- **Problem description**
Scan the lines below for the word "Wellington". Copy each line you find it in.

[Stored items]
-=-=-

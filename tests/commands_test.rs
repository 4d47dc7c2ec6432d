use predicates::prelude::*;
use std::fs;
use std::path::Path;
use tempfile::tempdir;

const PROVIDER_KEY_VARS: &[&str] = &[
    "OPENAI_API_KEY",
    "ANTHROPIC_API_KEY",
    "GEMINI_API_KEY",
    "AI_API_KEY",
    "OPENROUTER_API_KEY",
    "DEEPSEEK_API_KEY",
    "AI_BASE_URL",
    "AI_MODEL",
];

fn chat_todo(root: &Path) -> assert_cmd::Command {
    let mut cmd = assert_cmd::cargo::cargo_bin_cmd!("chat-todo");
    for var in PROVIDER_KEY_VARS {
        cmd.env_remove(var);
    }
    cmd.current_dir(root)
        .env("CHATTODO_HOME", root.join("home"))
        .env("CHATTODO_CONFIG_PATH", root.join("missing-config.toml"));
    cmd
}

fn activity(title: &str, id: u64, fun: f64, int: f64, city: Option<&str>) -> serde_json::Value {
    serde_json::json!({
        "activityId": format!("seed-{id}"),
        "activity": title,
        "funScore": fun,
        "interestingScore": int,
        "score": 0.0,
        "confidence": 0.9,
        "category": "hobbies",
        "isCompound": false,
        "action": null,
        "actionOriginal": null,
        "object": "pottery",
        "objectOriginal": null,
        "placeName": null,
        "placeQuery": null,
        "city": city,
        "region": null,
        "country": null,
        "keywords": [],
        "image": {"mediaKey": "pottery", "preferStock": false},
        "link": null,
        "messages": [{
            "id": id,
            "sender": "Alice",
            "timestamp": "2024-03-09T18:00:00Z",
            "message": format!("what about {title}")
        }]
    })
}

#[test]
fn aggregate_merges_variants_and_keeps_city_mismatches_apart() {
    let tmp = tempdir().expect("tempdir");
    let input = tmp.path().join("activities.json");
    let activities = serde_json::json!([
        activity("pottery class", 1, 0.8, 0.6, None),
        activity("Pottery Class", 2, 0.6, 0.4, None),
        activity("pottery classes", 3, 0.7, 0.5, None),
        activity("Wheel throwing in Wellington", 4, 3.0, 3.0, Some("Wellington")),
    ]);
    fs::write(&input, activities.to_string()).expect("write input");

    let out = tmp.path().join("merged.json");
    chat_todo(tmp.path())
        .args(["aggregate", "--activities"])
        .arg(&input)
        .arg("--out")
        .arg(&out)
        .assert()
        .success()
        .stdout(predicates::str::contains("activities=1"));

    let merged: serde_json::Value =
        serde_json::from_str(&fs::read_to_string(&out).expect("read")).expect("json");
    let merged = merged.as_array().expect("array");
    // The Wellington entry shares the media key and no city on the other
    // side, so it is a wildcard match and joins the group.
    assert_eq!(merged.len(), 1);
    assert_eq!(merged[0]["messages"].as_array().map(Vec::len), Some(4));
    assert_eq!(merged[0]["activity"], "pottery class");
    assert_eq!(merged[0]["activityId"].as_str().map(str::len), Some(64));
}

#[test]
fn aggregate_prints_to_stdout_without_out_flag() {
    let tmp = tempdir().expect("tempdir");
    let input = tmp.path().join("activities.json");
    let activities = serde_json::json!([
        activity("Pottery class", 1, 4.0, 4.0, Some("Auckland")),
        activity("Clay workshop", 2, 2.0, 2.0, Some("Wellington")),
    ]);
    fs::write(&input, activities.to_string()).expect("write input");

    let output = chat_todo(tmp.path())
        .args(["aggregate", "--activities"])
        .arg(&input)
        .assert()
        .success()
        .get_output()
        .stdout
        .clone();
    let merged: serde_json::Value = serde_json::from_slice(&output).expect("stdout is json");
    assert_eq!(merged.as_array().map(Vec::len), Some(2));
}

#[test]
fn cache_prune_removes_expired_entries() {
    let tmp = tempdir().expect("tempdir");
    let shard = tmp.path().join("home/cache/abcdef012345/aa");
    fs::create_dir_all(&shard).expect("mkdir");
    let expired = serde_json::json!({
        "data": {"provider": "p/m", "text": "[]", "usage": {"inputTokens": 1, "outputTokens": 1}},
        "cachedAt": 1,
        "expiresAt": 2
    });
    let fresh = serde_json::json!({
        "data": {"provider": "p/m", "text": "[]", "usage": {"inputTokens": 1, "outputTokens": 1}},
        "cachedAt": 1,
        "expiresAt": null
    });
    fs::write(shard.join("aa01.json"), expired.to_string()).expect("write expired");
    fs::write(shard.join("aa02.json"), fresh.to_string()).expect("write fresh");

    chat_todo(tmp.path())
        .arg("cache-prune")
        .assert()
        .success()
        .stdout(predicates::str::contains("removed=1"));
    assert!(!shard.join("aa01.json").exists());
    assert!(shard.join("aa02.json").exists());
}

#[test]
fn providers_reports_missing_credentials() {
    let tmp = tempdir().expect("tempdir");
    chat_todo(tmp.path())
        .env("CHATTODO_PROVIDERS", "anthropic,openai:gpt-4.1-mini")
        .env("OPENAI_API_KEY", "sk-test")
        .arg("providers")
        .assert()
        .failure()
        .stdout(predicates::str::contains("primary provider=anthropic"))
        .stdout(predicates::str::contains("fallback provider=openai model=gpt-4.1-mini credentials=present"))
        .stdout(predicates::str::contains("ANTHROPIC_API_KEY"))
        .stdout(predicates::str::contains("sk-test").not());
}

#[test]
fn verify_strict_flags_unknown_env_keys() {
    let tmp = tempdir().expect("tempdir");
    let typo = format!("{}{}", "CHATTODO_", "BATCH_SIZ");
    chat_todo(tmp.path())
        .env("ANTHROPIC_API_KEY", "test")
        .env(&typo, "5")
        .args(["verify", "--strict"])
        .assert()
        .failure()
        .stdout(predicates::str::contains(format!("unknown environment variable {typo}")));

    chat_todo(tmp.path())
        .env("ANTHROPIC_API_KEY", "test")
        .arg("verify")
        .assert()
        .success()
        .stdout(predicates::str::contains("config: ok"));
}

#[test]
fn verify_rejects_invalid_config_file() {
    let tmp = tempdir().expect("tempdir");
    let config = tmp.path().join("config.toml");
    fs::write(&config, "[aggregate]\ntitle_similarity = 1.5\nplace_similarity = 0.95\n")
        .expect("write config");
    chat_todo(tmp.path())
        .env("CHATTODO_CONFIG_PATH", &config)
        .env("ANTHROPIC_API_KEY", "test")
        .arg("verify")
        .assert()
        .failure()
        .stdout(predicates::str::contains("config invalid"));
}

-=-=-

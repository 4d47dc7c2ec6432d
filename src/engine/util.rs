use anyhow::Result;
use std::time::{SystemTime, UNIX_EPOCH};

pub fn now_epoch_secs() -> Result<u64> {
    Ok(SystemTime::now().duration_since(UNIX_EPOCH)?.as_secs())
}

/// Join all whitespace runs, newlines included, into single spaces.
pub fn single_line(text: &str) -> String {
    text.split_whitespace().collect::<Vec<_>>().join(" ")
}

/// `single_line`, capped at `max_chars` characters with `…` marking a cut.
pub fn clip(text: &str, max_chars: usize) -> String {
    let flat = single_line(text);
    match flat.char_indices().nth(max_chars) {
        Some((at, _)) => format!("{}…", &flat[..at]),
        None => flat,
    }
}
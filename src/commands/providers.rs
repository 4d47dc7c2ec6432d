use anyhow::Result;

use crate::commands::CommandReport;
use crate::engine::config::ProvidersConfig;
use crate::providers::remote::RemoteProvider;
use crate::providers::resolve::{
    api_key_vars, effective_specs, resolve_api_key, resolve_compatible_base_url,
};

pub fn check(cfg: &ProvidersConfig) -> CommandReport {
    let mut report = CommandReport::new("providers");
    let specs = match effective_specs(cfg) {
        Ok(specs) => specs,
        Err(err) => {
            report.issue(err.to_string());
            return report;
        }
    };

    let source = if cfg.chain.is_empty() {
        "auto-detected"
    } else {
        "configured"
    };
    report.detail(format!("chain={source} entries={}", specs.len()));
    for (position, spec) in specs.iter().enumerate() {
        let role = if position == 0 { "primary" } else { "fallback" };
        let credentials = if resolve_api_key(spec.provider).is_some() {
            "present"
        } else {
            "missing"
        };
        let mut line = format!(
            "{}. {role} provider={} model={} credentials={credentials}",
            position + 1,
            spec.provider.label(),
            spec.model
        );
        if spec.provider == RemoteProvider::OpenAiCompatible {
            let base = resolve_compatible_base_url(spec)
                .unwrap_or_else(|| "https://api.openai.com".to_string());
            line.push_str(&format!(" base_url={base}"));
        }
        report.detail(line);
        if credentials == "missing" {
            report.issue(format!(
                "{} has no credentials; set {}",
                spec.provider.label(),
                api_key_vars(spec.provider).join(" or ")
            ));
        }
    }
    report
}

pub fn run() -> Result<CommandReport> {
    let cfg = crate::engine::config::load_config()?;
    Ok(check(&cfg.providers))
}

-=-=-

- **Response to the task**
        activity("Wheel throwing in Wellington", 4, 3.0, 3.0, Some("Wellington")),
    // The Wellington entry shares the media key and no city on the other
        activity("Clay workshop", 2, 2.0, 2.0, Some("Wellington")),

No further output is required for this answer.